Direct catalytic photodecarboxylative amination of carboxylic acids with diazirines: Divergent access to amines, hydrazines, and nitrogen-containing heterocycles

28 March 2024, Version 1
This content is a preprint and has not undergone peer review at the time of posting.


Amines, hydrazines, and nitrogen-containing heterocycles are pivotal species in medicine, agriculture, fine chemicals, and materials. Diazirines have been recently reported to serve as versatile electrophilic amination reagents for the synthesis of building blocks or late-stage C–N bond formation. Here we report the catalytic photodecarboxylative amination of carboxylic acids with diazirines under mild conditions. The substrate scope includes broad functional group tolerance, such as ketones, esters, olefins, and alcohols, along with the late-stage amination of naproxen, ibuprofen, gemfibrozil, and gibberellic acid.
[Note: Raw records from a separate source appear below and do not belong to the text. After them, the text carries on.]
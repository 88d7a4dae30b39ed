use tracing::trace;

use crate::{
    core::{draw::Drawing, id::ViewId, world::Core},
    error::Result,
    flags::{GrowMode, State},
    geom::{Expanse, Point, Rect},
};

/// Geometry of views relative to their owners and the screen.
pub trait Placement {
    /// Replace the owner-relative bounds without drawing.
    fn set_bounds(&mut self, id: ViewId, bounds: Rect) -> Result<()>;

    /// Replace the bounds and redraw. Groups re-lay their children by grow
    /// mode when the size changes.
    fn change_bounds(&mut self, id: ViewId, bounds: Rect) -> Result<()>;

    /// New bounds for a view after its owner grew by `delta`.
    fn calc_bounds(&self, id: ViewId, delta: Point) -> Result<Rect>;

    /// Minimum and maximum size of a view.
    fn size_limits(&self, id: ViewId) -> Result<(Expanse, Expanse)>;

    /// Move and resize within size limits, repainting the uncovered area.
    fn locate(&mut self, id: ViewId, bounds: Rect) -> Result<()>;

    /// Move keeping size.
    fn move_to(&mut self, id: ViewId, x: i32, y: i32) -> Result<()>;

    /// Resize keeping origin.
    fn grow_to(&mut self, id: ViewId, w: u32, h: u32) -> Result<()>;

    /// Convert a view-local point to screen coordinates.
    fn make_global(&self, id: ViewId, p: Point) -> Point;

    /// Convert a screen point to view-local coordinates.
    fn make_local(&self, id: ViewId, p: Point) -> Point;

    /// View bounds in screen coordinates.
    fn global_bounds(&self, id: ViewId) -> Result<Rect>;

    /// Is the screen point inside the view?
    fn mouse_in_view(&self, id: ViewId, p: Point) -> bool;
}

impl Placement for Core {
    fn set_bounds(&mut self, id: ViewId, bounds: Rect) -> Result<()> {
        let node = self.node_mut(id)?;
        node.bounds = bounds;
        let owner = node.owner;
        if let Some(g) = node.group.as_mut() {
            g.buffer = None;
        }
        if let Some(owner) = owner {
            self.group_mut(owner)?.buffer = None;
        }
        Ok(())
    }

    fn change_bounds(&mut self, id: ViewId, bounds: Rect) -> Result<()> {
        let node = self.node_ref(id)?;
        let old = node.size();
        if !node.is_group() {
            self.set_bounds(id, bounds)?;
            return self.draw_view(id);
        }
        let delta = bounds.size().delta(old);
        self.set_bounds(id, bounds)?;
        if delta.is_zero() {
            return self.draw_view(id);
        }
        trace!(view = ?id, ?delta, "re-lay children");
        self.locked(id, |core| {
            core.for_each(id, |core, child| {
                let r = core.calc_bounds(child, delta)?;
                core.change_bounds(child, r)
            })?;
            core.draw_view(id)
        })
    }

    fn calc_bounds(&self, id: ViewId, delta: Point) -> Result<Rect> {
        let node = self.node_ref(id)?;
        let mode = node.grow_mode;
        let osize = match node.owner {
            Some(o) => self.node_ref(o)?.size(),
            None => node.size(),
        };
        let b = node.bounds;
        let (mut ax, mut bx) = (i64::from(b.tl.x), i64::from(b.right()));
        let (mut ay, mut by) = (i64::from(b.tl.y), i64::from(b.bottom()));
        let rel = mode.contains(GrowMode::REL);

        let (s, d) = (i64::from(osize.w), i64::from(delta.x));
        if mode.contains(GrowMode::LO_X) {
            ax = grow(ax, s, d, rel);
        }
        if mode.contains(GrowMode::HI_X) {
            bx = grow(bx, s, d, rel);
        }
        let (s, d) = (i64::from(osize.h), i64::from(delta.y));
        if mode.contains(GrowMode::LO_Y) {
            ay = grow(ay, s, d, rel);
        }
        if mode.contains(GrowMode::HI_Y) {
            by = grow(by, s, d, rel);
        }

        let (min, max) = self.size_limits(id)?;
        let w = clamp(bx - ax, min.w, max.w);
        let h = clamp(by - ay, min.h, max.h);
        Ok(Rect::new(to_i32(ax), to_i32(ay), w, h))
    }

    fn size_limits(&self, id: ViewId) -> Result<(Expanse, Expanse)> {
        let node = self.node_ref(id)?;
        let osize = match node.owner {
            Some(o) => self.node_ref(o)?.size(),
            None => Expanse::new(u32::MAX, u32::MAX),
        };
        Ok(node
            .kind
            .as_deref()
            .map_or((Expanse::new(0, 0), osize), |k| k.size_limits(osize)))
    }

    fn locate(&mut self, id: ViewId, bounds: Rect) -> Result<()> {
        let (min, max) = self.size_limits(id)?;
        let mut r = bounds;
        r.w = clamp(i64::from(r.w), min.w, max.w);
        r.h = clamp(i64::from(r.h), min.h, max.h);
        let node = self.node_ref(id)?;
        let old = node.bounds;
        if r == old {
            return Ok(());
        }
        let owner = node.owner;
        let shadow = node.state.contains(State::SHADOW);
        let visible = node.state.contains(State::VISIBLE);
        self.change_bounds(id, r)?;
        if let Some(owner) = owner
            && visible
        {
            let mut area = old;
            if shadow {
                area = area.union(&r);
                let sh = self.config().shadow_size;
                area.w = area.w.saturating_add(sh.w);
                area.h = area.h.saturating_add(sh.h);
            }
            self.redraw_rect(owner, area)?;
        }
        Ok(())
    }

    fn move_to(&mut self, id: ViewId, x: i32, y: i32) -> Result<()> {
        let b = self.node_ref(id)?.bounds;
        self.locate(id, Rect::new(x, y, b.w, b.h))
    }

    fn grow_to(&mut self, id: ViewId, w: u32, h: u32) -> Result<()> {
        let b = self.node_ref(id)?.bounds;
        self.locate(id, Rect::new(b.tl.x, b.tl.y, w, h))
    }

    fn make_global(&self, id: ViewId, p: Point) -> Point {
        let mut out = p;
        let mut cur = self.node(id);
        while let Some(node) = cur {
            out = out + node.origin();
            cur = node.owner.and_then(|o| self.node(o));
        }
        out
    }

    fn make_local(&self, id: ViewId, p: Point) -> Point {
        p - self.make_global(id, Point::zero())
    }

    fn global_bounds(&self, id: ViewId) -> Result<Rect> {
        let size = self.node_ref(id)?.size();
        let tl = self.make_global(id, Point::zero());
        Ok(Rect::new(tl.x, tl.y, size.w, size.h))
    }

    fn mouse_in_view(&self, id: ViewId, p: Point) -> bool {
        self.global_bounds(id).is_ok_and(|r| r.contains_point(p))
    }
}

/// Move one edge coordinate after the owner's extent on that axis grew by
/// `d` to `s`. Relative mode scales, others shift.
fn grow(i: i64, s: i64, d: i64, rel: bool) -> i64 {
    let old = s - d;
    if rel && old > 0 {
        (i * s + (old >> 1)) / old
    } else {
        i + d
    }
}

/// Clamp a signed length into `[min, max]`, never below zero.
fn clamp(len: i64, min: u32, max: u32) -> u32 {
    let len = u32::try_from(len.max(0)).unwrap_or(u32::MAX);
    len.min(max).max(min)
}

/// Saturating conversion back to screen coordinates.
fn to_i32(v: i64) -> i32 {
    i32::try_from(v).unwrap_or(if v < 0 { i32::MIN } else { i32::MAX })
}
Synthetic applications leverage the versatility of the intermediate diaziridines and include the regioselective preparation of a suite of 1H-indazoles, 2H-indazoles, and fluoroquinolones.


photoredox catalysis
radical chemistry

Supplementary materials

Supporting Information
All data including experimental procedures, compound characterization data, and stability analysis data are available within the article and its Supplementary Information file.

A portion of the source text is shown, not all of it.